Work order:
Below are lines of data; give the number of them that contain "factories", and only that.

Data for review:
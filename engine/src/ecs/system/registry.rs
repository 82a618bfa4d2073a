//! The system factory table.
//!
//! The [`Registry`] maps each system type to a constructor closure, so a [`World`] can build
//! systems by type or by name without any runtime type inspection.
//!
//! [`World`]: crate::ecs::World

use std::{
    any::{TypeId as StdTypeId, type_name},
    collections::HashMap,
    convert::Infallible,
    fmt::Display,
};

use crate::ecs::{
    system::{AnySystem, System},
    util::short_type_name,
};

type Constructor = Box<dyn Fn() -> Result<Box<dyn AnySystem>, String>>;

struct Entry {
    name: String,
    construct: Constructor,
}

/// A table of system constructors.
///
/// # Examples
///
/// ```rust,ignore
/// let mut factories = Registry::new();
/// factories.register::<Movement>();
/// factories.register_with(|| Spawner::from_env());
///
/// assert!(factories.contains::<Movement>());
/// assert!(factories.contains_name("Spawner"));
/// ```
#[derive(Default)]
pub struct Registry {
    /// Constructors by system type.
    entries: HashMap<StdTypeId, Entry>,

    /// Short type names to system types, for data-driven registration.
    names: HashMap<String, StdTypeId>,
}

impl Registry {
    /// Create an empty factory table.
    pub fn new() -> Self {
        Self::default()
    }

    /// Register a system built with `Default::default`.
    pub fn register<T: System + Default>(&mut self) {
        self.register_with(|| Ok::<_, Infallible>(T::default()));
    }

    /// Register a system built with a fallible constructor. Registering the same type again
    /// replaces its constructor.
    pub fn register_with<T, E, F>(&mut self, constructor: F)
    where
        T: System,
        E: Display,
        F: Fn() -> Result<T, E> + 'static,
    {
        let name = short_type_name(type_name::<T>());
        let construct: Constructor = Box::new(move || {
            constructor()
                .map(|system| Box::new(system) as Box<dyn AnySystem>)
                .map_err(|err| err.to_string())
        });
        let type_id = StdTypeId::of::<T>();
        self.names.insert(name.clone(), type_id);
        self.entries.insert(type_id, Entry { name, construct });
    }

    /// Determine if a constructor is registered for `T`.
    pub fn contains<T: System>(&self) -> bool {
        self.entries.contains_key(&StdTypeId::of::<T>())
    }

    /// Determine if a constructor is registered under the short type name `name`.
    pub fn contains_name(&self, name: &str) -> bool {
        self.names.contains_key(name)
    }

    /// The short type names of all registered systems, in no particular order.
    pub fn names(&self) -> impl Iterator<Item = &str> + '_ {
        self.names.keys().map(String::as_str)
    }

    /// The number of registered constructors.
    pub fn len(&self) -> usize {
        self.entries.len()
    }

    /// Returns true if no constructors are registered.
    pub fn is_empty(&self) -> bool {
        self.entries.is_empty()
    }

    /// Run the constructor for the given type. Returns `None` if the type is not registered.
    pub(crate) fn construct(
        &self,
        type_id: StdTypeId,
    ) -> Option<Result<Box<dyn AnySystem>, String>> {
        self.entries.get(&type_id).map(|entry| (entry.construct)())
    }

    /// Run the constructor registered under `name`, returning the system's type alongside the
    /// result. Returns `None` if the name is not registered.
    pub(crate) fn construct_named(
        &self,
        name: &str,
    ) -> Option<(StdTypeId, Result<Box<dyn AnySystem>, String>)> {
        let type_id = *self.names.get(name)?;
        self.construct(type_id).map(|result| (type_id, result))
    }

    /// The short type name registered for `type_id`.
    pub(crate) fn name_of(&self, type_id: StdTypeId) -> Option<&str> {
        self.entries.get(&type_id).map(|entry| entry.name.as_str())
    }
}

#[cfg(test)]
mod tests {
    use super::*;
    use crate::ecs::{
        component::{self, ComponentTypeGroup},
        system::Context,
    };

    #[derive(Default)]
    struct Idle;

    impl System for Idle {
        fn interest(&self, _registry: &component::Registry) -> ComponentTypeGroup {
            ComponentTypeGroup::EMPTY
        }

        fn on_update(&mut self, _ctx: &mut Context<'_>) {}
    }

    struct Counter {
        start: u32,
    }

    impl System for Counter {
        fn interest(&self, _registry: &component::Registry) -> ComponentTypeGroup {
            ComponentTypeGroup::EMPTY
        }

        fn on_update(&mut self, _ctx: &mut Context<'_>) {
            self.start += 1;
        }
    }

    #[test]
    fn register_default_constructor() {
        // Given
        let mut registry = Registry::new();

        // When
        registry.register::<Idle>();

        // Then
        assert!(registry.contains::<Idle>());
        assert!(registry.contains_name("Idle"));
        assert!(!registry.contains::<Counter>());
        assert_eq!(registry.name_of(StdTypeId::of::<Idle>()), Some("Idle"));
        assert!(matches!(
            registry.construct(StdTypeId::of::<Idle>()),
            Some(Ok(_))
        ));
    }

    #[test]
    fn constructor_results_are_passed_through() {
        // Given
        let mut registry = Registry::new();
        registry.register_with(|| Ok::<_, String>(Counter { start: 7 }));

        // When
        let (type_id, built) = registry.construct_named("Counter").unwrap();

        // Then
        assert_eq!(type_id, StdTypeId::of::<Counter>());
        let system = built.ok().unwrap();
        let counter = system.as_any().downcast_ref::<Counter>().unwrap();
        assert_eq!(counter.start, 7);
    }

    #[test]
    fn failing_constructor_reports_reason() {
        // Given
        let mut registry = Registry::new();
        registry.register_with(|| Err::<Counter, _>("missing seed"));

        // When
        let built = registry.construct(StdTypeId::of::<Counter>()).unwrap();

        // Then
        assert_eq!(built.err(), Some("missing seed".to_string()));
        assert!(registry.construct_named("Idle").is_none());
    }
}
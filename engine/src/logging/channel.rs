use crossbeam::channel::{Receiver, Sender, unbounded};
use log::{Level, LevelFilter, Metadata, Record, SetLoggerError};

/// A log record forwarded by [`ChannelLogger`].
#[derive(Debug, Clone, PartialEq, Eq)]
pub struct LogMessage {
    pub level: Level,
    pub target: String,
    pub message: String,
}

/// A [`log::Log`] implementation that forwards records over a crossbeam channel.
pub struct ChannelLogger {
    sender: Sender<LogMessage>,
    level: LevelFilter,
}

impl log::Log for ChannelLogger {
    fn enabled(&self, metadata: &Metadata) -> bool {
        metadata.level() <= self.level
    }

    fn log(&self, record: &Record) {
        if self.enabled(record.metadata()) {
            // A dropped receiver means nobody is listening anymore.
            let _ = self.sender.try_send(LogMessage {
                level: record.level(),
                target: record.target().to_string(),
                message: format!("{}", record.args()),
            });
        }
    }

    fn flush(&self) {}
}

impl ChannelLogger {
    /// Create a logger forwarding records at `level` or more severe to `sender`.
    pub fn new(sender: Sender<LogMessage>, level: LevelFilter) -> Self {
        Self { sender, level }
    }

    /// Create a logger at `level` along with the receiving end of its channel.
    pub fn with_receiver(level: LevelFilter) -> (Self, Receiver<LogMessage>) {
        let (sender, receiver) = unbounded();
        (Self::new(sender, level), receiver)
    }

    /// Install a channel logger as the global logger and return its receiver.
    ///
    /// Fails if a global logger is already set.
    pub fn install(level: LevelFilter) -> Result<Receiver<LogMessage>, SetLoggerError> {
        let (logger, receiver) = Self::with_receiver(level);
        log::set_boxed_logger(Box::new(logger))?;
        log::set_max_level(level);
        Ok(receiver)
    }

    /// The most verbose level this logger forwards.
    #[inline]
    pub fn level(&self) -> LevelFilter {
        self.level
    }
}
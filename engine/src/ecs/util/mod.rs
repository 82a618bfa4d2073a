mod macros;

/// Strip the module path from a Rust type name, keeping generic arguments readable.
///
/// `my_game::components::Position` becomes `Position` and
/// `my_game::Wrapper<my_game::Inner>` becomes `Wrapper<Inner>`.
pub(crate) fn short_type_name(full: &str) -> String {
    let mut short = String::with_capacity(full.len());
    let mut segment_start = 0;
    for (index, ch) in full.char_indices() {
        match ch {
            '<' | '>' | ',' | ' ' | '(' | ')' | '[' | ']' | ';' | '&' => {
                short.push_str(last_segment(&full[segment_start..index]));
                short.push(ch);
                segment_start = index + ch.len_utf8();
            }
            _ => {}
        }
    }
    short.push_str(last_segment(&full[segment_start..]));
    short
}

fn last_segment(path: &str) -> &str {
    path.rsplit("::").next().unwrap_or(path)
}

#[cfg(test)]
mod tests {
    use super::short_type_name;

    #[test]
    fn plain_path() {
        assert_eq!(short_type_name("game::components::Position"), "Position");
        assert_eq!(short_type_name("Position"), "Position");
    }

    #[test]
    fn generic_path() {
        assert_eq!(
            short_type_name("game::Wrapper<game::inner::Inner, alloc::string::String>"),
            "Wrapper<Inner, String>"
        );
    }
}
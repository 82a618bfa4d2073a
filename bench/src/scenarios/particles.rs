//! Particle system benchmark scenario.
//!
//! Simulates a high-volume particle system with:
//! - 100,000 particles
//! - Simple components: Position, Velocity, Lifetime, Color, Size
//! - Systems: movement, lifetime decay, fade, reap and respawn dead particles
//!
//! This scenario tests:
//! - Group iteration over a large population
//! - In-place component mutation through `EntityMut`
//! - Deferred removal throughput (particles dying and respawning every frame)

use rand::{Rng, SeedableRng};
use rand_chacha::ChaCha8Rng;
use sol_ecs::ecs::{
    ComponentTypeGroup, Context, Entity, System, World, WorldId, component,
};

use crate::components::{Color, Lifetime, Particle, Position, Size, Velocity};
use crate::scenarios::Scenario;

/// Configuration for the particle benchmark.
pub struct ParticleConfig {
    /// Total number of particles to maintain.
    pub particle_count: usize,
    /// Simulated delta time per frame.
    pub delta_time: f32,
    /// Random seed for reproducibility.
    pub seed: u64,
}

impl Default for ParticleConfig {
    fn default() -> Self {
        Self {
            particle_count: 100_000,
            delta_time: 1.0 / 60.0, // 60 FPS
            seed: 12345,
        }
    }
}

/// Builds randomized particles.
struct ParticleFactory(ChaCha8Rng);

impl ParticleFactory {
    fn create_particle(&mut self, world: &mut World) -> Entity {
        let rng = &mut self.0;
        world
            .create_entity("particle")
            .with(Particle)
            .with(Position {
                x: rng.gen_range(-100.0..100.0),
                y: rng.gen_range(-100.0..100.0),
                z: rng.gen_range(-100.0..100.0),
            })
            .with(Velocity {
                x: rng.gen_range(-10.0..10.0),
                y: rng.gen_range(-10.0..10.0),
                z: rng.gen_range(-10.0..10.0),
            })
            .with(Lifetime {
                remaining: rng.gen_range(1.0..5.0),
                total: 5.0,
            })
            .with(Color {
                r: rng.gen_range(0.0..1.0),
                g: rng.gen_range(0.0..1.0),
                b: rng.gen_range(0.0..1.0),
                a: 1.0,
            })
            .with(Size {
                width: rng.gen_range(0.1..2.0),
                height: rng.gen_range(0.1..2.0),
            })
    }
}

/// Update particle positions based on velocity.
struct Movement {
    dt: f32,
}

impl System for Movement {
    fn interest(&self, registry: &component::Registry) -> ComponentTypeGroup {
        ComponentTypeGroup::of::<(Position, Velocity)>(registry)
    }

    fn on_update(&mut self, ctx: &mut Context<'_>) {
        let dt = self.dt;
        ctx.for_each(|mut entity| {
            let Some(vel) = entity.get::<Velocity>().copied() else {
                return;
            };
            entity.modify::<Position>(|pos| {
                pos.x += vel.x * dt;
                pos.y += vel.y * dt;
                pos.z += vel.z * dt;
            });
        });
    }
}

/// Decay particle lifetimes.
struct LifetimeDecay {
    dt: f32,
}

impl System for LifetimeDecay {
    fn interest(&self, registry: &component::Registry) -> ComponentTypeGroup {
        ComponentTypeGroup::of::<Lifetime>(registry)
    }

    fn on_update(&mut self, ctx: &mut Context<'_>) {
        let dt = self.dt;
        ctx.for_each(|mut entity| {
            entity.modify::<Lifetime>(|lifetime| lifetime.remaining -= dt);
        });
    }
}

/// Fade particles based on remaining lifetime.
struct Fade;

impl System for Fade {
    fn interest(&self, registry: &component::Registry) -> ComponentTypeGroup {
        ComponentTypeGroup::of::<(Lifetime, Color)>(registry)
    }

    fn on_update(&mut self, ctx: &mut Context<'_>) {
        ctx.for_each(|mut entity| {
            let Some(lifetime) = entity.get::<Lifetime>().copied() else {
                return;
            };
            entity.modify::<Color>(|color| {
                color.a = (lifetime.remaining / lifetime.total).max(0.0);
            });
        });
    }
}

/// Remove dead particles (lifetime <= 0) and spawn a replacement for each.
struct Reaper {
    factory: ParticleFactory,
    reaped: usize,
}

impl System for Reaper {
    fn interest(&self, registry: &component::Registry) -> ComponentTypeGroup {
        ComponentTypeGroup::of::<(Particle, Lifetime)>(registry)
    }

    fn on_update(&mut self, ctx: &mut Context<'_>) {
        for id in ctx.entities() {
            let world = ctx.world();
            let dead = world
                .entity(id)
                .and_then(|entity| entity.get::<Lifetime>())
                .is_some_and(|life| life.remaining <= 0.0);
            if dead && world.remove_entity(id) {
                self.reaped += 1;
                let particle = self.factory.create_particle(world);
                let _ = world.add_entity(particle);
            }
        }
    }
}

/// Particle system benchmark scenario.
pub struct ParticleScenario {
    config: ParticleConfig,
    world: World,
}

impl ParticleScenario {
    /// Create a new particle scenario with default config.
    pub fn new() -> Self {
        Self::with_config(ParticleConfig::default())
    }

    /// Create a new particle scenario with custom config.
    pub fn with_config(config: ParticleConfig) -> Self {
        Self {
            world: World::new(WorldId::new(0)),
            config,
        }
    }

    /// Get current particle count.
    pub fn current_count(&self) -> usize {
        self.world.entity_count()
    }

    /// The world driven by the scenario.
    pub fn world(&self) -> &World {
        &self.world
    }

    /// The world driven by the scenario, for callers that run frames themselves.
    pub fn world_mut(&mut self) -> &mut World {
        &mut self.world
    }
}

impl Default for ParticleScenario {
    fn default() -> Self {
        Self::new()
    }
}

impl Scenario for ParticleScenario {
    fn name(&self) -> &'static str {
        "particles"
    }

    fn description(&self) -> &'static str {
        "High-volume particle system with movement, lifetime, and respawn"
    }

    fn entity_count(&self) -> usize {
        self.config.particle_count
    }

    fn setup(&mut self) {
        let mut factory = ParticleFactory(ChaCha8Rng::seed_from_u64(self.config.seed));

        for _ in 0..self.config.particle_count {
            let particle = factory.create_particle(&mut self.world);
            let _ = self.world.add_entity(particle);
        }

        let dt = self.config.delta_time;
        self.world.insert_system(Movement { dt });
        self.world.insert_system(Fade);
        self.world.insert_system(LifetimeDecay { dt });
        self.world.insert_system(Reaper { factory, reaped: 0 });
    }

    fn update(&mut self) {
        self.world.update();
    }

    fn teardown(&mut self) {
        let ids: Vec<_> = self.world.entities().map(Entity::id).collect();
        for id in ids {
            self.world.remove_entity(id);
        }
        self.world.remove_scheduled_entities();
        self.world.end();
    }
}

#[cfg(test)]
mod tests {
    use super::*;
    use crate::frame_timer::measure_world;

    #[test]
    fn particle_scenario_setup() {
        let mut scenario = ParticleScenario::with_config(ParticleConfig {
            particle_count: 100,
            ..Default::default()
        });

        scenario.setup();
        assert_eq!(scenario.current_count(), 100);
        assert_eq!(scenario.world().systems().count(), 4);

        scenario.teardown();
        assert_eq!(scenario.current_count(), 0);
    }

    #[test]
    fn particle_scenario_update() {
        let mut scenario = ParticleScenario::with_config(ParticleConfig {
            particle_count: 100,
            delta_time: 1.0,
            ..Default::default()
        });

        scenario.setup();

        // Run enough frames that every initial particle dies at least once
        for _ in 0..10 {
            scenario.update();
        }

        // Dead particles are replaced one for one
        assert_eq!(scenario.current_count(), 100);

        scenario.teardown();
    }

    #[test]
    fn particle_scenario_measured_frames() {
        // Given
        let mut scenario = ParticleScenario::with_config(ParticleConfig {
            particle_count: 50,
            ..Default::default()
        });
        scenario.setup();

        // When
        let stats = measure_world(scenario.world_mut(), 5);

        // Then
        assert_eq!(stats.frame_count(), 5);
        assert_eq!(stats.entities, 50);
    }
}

Your solution:
5